Petitioner stated that the Superceding Indictment had been read to him in Spanish, that he had reviewed it with his attorney, and had had enough time to discuss the charge with his attorney, id. at 21-22. Petitioner stated that he was satisfied with the services of his attorney, id. at 22. Petitioner also stated that no one had done anything which he considered to be wrong or unfair to get him to plead guilty to the charge, and that there had not been threats or improper coercion of any kind, id. at 22-23. Petitioner stated that he wanted to plead guilty to Count One because he was in fact guilty, id. at 23.

The Court advised petitioner and the co-defendants that Count One charged that from in or about 1991 up to and including the date of the Superceding Indictment (March 17, 2004), in the Middle District of Florida and elsewhere, they did knowingly and willfully combine, conspire, confederate and agree with each other and others to possess with intent to distribute and to distribute five kilograms or more of cocaine and one thousand kilograms or more of marijuana. (Cr. Doc. #290, pp. 23-24.) The Court advised petitioner that Count One carried a mandatory minimum term of imprisonment of ten years to life, a fine of up to $4 million, supervised release of at least five years, and a $100 special assessment, id. at 24. Petitioner stated that he understood the penalties, id.

Petitioner confirmed that he had talked with his attorney about how the Sentencing Guidelines might apply in his case, id. at 24-25. Petitioner also confirmed that his attorney explained the various considerations which go into determining which Sentencing Guideline range may be applied, and stated that he was aware that the Sentencing Guidelines required the Court to take into account factors such as the actual conduct of petitioner, any victims of the offense, the role he played, whether or not he engaged in any obstruction of justice, whether he accepted responsibility for his acts, and his criminal history, id. at 25-26. Petitioner further acknowledged that he understood that the Court would not be able to determine the Sentencing Guidelines range for his case until after the presentence report had been completed and he and the government had the opportunity to challenge the facts set forth by the probation officer, id. at 26. Petitioner further stated that he understood it may be necessary for the Court to resolve disputed facts, and that how the Court resolved any disputed facts may affect the applicable Sentencing Guidelines range in his case, id. at 26-27. Petitioner also said he understood that at that point it was unlikely his attorney could be specific as to the Sentencing Guidelines range that would apply to petitioner because the attorneys do not have all the necessary information and had not seen a presentence report, id. at 27. Petitioner further stated that he understood he would not be allowed to withdraw his guilty plea on the ground that any prediction his attorney may have made as to the Sentencing Guidelines range or the sentence proved inaccurate, id. at 27-28.

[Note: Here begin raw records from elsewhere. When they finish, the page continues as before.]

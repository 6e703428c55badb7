//! Punch-to-slot assignment.
//!
//! For each active slot the extractor looks at the punches that fall inside
//! the slot's window and picks one: the earliest for AM-in, AM-out and PM-in,
//! the latest for PM-out.

use std::collections::BTreeMap;

use chrono::NaiveDate;
use tracing::debug;

use crate::models::{ClockTime, EmployeeKeys, PunchEvent, ShiftWindow, Slot, SlotValues, TimeWindow};

use super::date_range::DateRange;
use super::time_utils::parse_timestamp;

/// Selects the punch for one slot.
///
/// # Arguments
///
/// * `punches` - The day's punch times, in any order
/// * `slot` - The slot being filled
/// * `window` - The slot's effective window, `None` for an inactive slot
///
/// # Returns
///
/// The selected time, or `None` when the slot is inactive or no punch falls
/// inside its window.
///
/// # Example
///
/// ```
/// use dtr_engine::calculation::extract_slot;
/// use dtr_engine::models::{ClockTime, Slot, TimeWindow};
///
/// let t = |s: &str| s.parse::<ClockTime>().unwrap();
/// let punches = [t("16:58"), t("07:52"), t("17:20"), t("07:58")];
///
/// let morning = TimeWindow::new(t("07:00"), t("09:00"));
/// assert_eq!(extract_slot(&punches, Slot::AmIn, Some(morning)), Some(t("07:52")));
///
/// let evening = TimeWindow::new(t("16:00"), t("18:00"));
/// assert_eq!(extract_slot(&punches, Slot::PmOut, Some(evening)), Some(t("17:20")));
/// assert_eq!(extract_slot(&punches, Slot::PmOut, None), None);
/// ```
pub fn extract_slot(
    punches: &[ClockTime],
    slot: Slot,
    window: Option<TimeWindow>,
) -> Option<ClockTime> {
    let window = window?;
    let inside = punches.iter().copied().filter(|time| window.contains(*time));
    match slot {
        Slot::PmOut => inside.max(),
        Slot::AmIn | Slot::AmOut | Slot::PmIn => inside.min(),
    }
}

/// Selects the punch for every slot of a day.
///
/// Slots are filled independently, so a single punch may satisfy two slots
/// whose windows overlap.
pub fn extract_day(
    punches: &[ClockTime],
    shift: &ShiftWindow,
    fallbacks: &SlotValues<TimeWindow>,
) -> SlotValues<Option<ClockTime>> {
    SlotValues::from_fn(|slot| extract_slot(punches, slot, shift.effective_window(slot, fallbacks)))
}

/// Groups punch times by calendar date, keeping only dates inside `range`.
///
/// Punches whose timestamp cannot be read, or that were recorded under a key
/// belonging to someone else, are dropped.
pub fn bucket_punches(
    events: &[PunchEvent],
    keys: &EmployeeKeys,
    range: &DateRange,
) -> BTreeMap<NaiveDate, Vec<ClockTime>> {
    let mut buckets: BTreeMap<NaiveDate, Vec<ClockTime>> = BTreeMap::new();
    for event in events {
        if !keys.is_key(&event.employee_key) {
            debug!(
                employee_key = %event.employee_key,
                "dropping punch recorded under another employee"
            );
            continue;
        }
        let Some((date, time)) = parse_timestamp(&event.timestamp) else {
            debug!(timestamp = %event.timestamp, "dropping punch with unreadable timestamp");
            continue;
        };
        if range.contains(date) {
            buckets.entry(date).or_default().push(time);
        }
    }
    buckets
}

Petitioner stated he understood that because of the statutory mandatory minimum and the Sentencing Guidelines, his sentence would be somewhere between ten years and life imprisonment, id. at 28. Petitioner further said he understood that after making the Sentencing Guidelines determination, the judge had the authority in some circumstances to impose a sentence that was more severe or less severe than called for by the Sentencing Guidelines, id. at 28-29. Supervised release and the potential denial of federal benefits were explained, and petitioner said he understood each, id. at 29-31. Petitioner's attorney agreed that the Court had explained any possible penalty applicable to petitioner, id. at 31.

Petitioner was then advised of all his rights, and stated he understood them. (Cr. Doc. #290, pp. 31-33.) Petitioner stated he understood that if he pled guilty and the Court accepted the plea, he would waive his right to trial as well as the other rights he had just discussed, including the right not to incriminate himself by answering questions from the Court during the guilty plea process. (Id. at 33-34.)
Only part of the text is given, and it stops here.